== PROVIDED INFORMATION ==
———

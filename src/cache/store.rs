// Raw byte storage for cache entries.
// One file per entry, named by hashed key, with the file mtime as the recency signal.

use std::fs::{self, File};
use std::io::{ErrorKind, Write};
use std::path::{Path, PathBuf};
use std::time::SystemTime;

use chrono::{DateTime, Utc};
use serde::Serialize;
use tempfile::Builder;

use crate::error::Result;

/// A file found in the cache directory.
#[derive(Debug, Clone, PartialEq, Eq, Serialize)]
pub struct StoredEntry {
    /// Filename inside the cache directory (normally a hashed key).
    pub name: String,
    /// Payload size in bytes.
    pub size: u64,
    /// Last-modified time, used as the last-access time.
    pub last_modified: DateTime<Utc>,
}

/// Byte-level store rooted at a single directory.
///
/// The directory listing plus per-file mtime is the whole catalog; nothing
/// is kept in memory.
#[derive(Debug, Clone)]
pub struct BlobStore {
    dir: PathBuf,
}

impl BlobStore {
    /// Create a store, attempting to create its directory.
    ///
    /// Never fails; use [`BlobStore::is_writable`] or the result of
    /// [`BlobStore::ensure_dir`] to detect an unusable store.
    pub fn new(dir: impl Into<PathBuf>) -> Self {
        let store = Self { dir: dir.into() };
        let _ = store.ensure_dir();
        store
    }

    pub fn dir(&self) -> &Path {
        &self.dir
    }

    /// Create the directory tree if missing. Idempotent.
    pub fn ensure_dir(&self) -> Result<()> {
        fs::create_dir_all(&self.dir)?;
        Ok(())
    }

    /// Whether the current process can create files in the directory.
    ///
    /// Creates and drops an anonymous temp file, so ownership and ACLs are
    /// taken into account, not just the mode bits.
    pub fn is_writable(&self) -> bool {
        self.dir.is_dir() && tempfile::tempfile_in(&self.dir).is_ok()
    }

    /// Path of the file backing `hashed_key`.
    pub fn path_for(&self, hashed_key: &str) -> PathBuf {
        self.dir.join(hashed_key)
    }

    /// Replace the content stored under `hashed_key` with `bytes`.
    ///
    /// Bytes go to a uniquely named temp file in the same directory which is
    /// then renamed over the target, so readers see either the old or the new
    /// payload and never a partial one. On failure the temp file is removed
    /// and any previous entry is left as it was.
    pub fn write(&self, hashed_key: &str, bytes: &[u8]) -> Result<()> {
        self.ensure_dir()?;

        let mut builder = Builder::new();
        #[cfg(unix)]
        {
            // Same mode as a plain create (0666 minus umask) instead of 0600
            use std::os::unix::fs::PermissionsExt;
            builder.permissions(fs::Permissions::from_mode(0o666));
        }
        let mut temp = builder.tempfile_in(&self.dir)?;
        temp.write_all(bytes)?;
        temp.as_file().sync_all()?;
        temp.persist(self.path_for(hashed_key)).map_err(|e| e.error)?;

        Ok(())
    }

    /// Read the content stored under `hashed_key`. A missing file is `Ok(None)`.
    pub fn read(&self, hashed_key: &str) -> Result<Option<Vec<u8>>> {
        match fs::read(self.path_for(hashed_key)) {
            Ok(bytes) => Ok(Some(bytes)),
            Err(e) if e.kind() == ErrorKind::NotFound => Ok(None),
            Err(e) => Err(e.into()),
        }
    }

    /// Whether a file exists for `hashed_key`.
    pub fn exists(&self, hashed_key: &str) -> bool {
        self.path_for(hashed_key).is_file()
    }

    /// Set the entry's last-modified time to now.
    pub fn touch(&self, hashed_key: &str) -> Result<()> {
        self.touch_at(hashed_key, SystemTime::now())
    }

    /// Set the entry's last-modified time without changing its content.
    pub fn touch_at(&self, hashed_key: &str, time: SystemTime) -> Result<()> {
        // Write access is needed for the timestamp update on some platforms;
        // the file is neither created nor truncated.
        let file = File::options().write(true).open(self.path_for(hashed_key))?;
        file.set_modified(time)?;
        Ok(())
    }

    /// Last-modified time of an entry, if it exists.
    pub fn last_modified(&self, hashed_key: &str) -> Result<Option<DateTime<Utc>>> {
        match fs::metadata(self.path_for(hashed_key)) {
            Ok(meta) => Ok(Some(meta.modified()?.into())),
            Err(e) if e.kind() == ErrorKind::NotFound => Ok(None),
            Err(e) => Err(e.into()),
        }
    }

    /// All regular files directly inside the directory.
    ///
    /// Entries removed while the listing runs are skipped. A missing
    /// directory yields an empty listing.
    pub fn list_entries(&self) -> Result<Vec<StoredEntry>> {
        let read_dir = match fs::read_dir(&self.dir) {
            Ok(read_dir) => read_dir,
            Err(e) if e.kind() == ErrorKind::NotFound => return Ok(Vec::new()),
            Err(e) => return Err(e.into()),
        };

        let mut entries = Vec::new();
        for dir_entry in read_dir {
            let Ok(dir_entry) = dir_entry else {
                continue;
            };
            let Ok(meta) = dir_entry.metadata() else {
                continue;
            };
            if !meta.is_file() {
                continue;
            }
            let Ok(name) = dir_entry.file_name().into_string() else {
                continue;
            };
            let Ok(modified) = meta.modified() else {
                continue;
            };

            entries.push(StoredEntry {
                name,
                size: meta.len(),
                last_modified: modified.into(),
            });
        }

        Ok(entries)
    }

    /// Remove an entry. Removing a missing entry succeeds.
    pub fn delete(&self, hashed_key: &str) -> Result<()> {
        match fs::remove_file(self.path_for(hashed_key)) {
            Ok(()) => Ok(()),
            Err(e) if e.kind() == ErrorKind::NotFound => Ok(()),
            Err(e) => Err(e.into()),
        }
    }
}
// Default codec backed by the `image` crate.
// Encodes to PNG, JPEG or lossless WebP and decodes with aspect-preserving downscale.

use std::io::Cursor;

use image::codecs::jpeg::JpegEncoder;
use image::codecs::png::PngEncoder;
use image::codecs::webp::WebPEncoder;
use image::imageops::FilterType;
use image::{DynamicImage, GenericImageView};

use super::{BoundingSize, Codec, EncodingConfig, ImageFormat};
use crate::error::{CacheError, Result};

/// Image codec operating on `DynamicImage` values.
#[derive(Debug, Clone, Copy, Default)]
pub struct ImageCodec {
    filter: Option<FilterType>,
}

impl ImageCodec {
    pub fn new() -> Self {
        Self::default()
    }

    /// Use a specific resampling filter when downscaling (default: triangle).
    pub fn with_filter(filter: FilterType) -> Self {
        Self {
            filter: Some(filter),
        }
    }
}

impl Codec for ImageCodec {
    type Value = DynamicImage;

    fn encode(&self, value: &DynamicImage, config: &EncodingConfig) -> Result<Vec<u8>> {
        if value.width() == 0 || value.height() == 0 {
            return Err(CacheError::Encode("image has no pixels".to_string()));
        }

        let mut bytes = Vec::new();
        match config.format {
            ImageFormat::Png => {
                value.write_with_encoder(PngEncoder::new(Cursor::new(&mut bytes)))?;
            }
            ImageFormat::Jpeg => {
                // JPEG has no alpha channel
                let rgb = DynamicImage::ImageRgb8(value.to_rgb8());
                rgb.write_with_encoder(JpegEncoder::new_with_quality(
                    Cursor::new(&mut bytes),
                    config.quality,
                ))?;
            }
            ImageFormat::WebP => {
                let rgba = DynamicImage::ImageRgba8(value.to_rgba8());
                rgba.write_with_encoder(WebPEncoder::new_lossless(Cursor::new(&mut bytes)))?;
            }
        }
        Ok(bytes)
    }

    fn decode(&self, bytes: &[u8], bounds: BoundingSize) -> Result<DynamicImage> {
        if bytes.is_empty() {
            return Err(CacheError::Decode("empty payload".to_string()));
        }

        let decoded = image::load_from_memory(bytes)?;
        let (width, height) = decoded.dimensions();
        let (target_w, target_h) = bounds.fit(width, height);

        if (target_w, target_h) == (width, height) {
            return Ok(decoded);
        }

        let filter = self.filter.unwrap_or(FilterType::Triangle);
        Ok(decoded.resize_exact(target_w, target_h, filter))
    }
}
use std::io;
use std::process::ExitCode;

use anyhow::Context;
use clap::Parser;
use tracing_subscriber::EnvFilter;

use imgcache::cli::{Cli, Command};
use imgcache::{CacheConfig, DecodingCache, EncodingConfig, ImageCodec, commands};

fn main() -> ExitCode {
    match run() {
        Ok(code) => code,
        Err(e) => {
            eprintln!("Error: {e:#}");
            ExitCode::FAILURE
        }
    }
}

fn run() -> anyhow::Result<ExitCode> {
    let cli = Cli::parse();
    init_logging(cli.verbose)?;

    let mut out = io::stdout().lock();

    // Needs no cache directory
    if let Command::Hash { key } = &cli.command {
        commands::hash(key, &mut out)?;
        return Ok(ExitCode::SUCCESS);
    }

    let mut config = CacheConfig::resolve(cli.config.as_deref()).context("Failed to load config")?;
    if let Some(dir) = cli.dir {
        config.directory = Some(dir);
    }
    let cache_dir = config.cache_dir()?;
    let cache = DecodingCache::new(&cache_dir, ImageCodec::new());

    match cli.command {
        Command::Hash { .. } => {}
        Command::Put {
            key,
            file,
            encode,
            format,
            quality,
        } => {
            let encoding = encode.then(|| {
                EncodingConfig::new(
                    format.unwrap_or(config.format),
                    quality.unwrap_or(config.quality),
                )
            });
            commands::put(&cache, &key, &file, encoding, &mut out)
                .with_context(|| format!("Failed to cache {}", file.display()))?;
        }
        Command::Get {
            key,
            max_width,
            max_height,
            output,
        } => {
            if !commands::get(&cache, &key, max_width, max_height, output.as_deref(), &mut out)? {
                return Ok(ExitCode::FAILURE);
            }
        }
        Command::Purge { older_than } => {
            let max_age = older_than.unwrap_or_else(|| config.max_age());
            commands::purge(&cache, max_age, &mut out)?;
        }
        Command::List { json } => {
            commands::list(&cache, json, &mut out)
                .with_context(|| format!("Failed to list {}", cache_dir.display()))?;
        }
    }

    Ok(ExitCode::SUCCESS)
}

fn init_logging(verbose: bool) -> anyhow::Result<()> {
    let level = if verbose { "imgcache=debug" } else { "imgcache=info" };
    let env_filter = EnvFilter::from_default_env().add_directive(level.parse()?);

    tracing_subscriber::fmt()
        .with_env_filter(env_filter)
        .with_writer(io::stderr)
        .init();
    Ok(())
}
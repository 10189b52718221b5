// Logical key to on-disk filename mapping.

use sha2::{Digest, Sha256};

/// Length in hex characters of a hashed key (128 bits).
pub const HASHED_KEY_LEN: usize = 32;

/// Hash a logical key into a fixed-length, filesystem-safe filename.
///
/// SHA-256 truncated to 128 bits, rendered as lowercase hex. Any input is
/// accepted, including the empty string.
pub fn hash_key(key: &str) -> String {
    let digest = Sha256::digest(key.as_bytes());
    hex::encode(&digest[..HASHED_KEY_LEN / 2])
}
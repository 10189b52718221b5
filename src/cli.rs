use clap::{Parser, Subcommand};
use std::path::PathBuf;
use std::time::Duration;

use crate::codec::ImageFormat;

#[derive(Parser, Debug)]
#[command(name = "imgcache")]
#[command(about = "Inspect and maintain a disk-backed image cache")]
#[command(version)]
pub struct Cli {
    #[command(subcommand)]
    pub command: Command,

    /// Cache directory (overrides config file and IMGCACHE_DIR)
    #[arg(long, short = 'd', global = true)]
    pub dir: Option<PathBuf>,

    /// Configuration file (default: platform config dir)
    #[arg(long, short = 'c', global = true)]
    pub config: Option<PathBuf>,

    /// Enable debug logging
    #[arg(long, short = 'v', global = true)]
    pub verbose: bool,
}

#[derive(Subcommand, Debug)]
pub enum Command {
    /// Store a file under a key
    Put {
        /// Logical cache key
        key: String,

        /// File whose content is stored
        file: PathBuf,

        /// Decode the file and re-encode it instead of storing raw bytes
        #[arg(long, short = 'e')]
        encode: bool,

        /// Format for --encode (default from config)
        #[arg(long, short = 'f', requires = "encode")]
        format: Option<ImageFormat>,

        /// Quality for lossy formats (default from config)
        #[arg(long, short = 'q', requires = "encode", value_parser = clap::value_parser!(u8).range(1..=100))]
        quality: Option<u8>,
    },

    /// Decode a cached entry, optionally writing it to a file
    Get {
        /// Logical cache key
        key: String,

        /// Maximum width (0 = unbounded)
        #[arg(long, short = 'W', default_value = "0")]
        max_width: u32,

        /// Maximum height (0 = unbounded)
        #[arg(long, short = 'H', default_value = "0")]
        max_height: u32,

        /// Write the decoded image here (format from extension)
        #[arg(long, short = 'o')]
        output: Option<PathBuf>,
    },

    /// Delete entries not accessed recently
    Purge {
        /// Maximum entry age (e.g. 7d, 12h, 3600; default from config)
        #[arg(long, short = 'a', value_parser = parse_duration)]
        older_than: Option<Duration>,
    },

    /// List cache entries, most recently used first
    List {
        /// Output as JSON
        #[arg(long)]
        json: bool,
    },

    /// Print the on-disk filename for a key
    Hash {
        /// Logical cache key
        key: String,
    },
}

fn parse_duration(s: &str) -> Result<Duration, String> {
    if let Ok(d) = humantime::parse_duration(s) {
        return Ok(d);
    }

    // Bare number as seconds
    if let Ok(secs) = s.parse::<u64>() {
        return Ok(Duration::from_secs(secs));
    }

    Err(format!(
        "Invalid duration '{}'. Examples: 30m, 12h, 7d, 3600",
        s
    ))
}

———

== TASK DESCRIPTION ==
Copy each line of the records that contains the word "impl".

== EXERCISE ANSWER ==
impl BlobStore {
    pub fn new(dir: impl Into<PathBuf>) -> Self {
impl ImageCodec {
impl Codec for ImageCodec {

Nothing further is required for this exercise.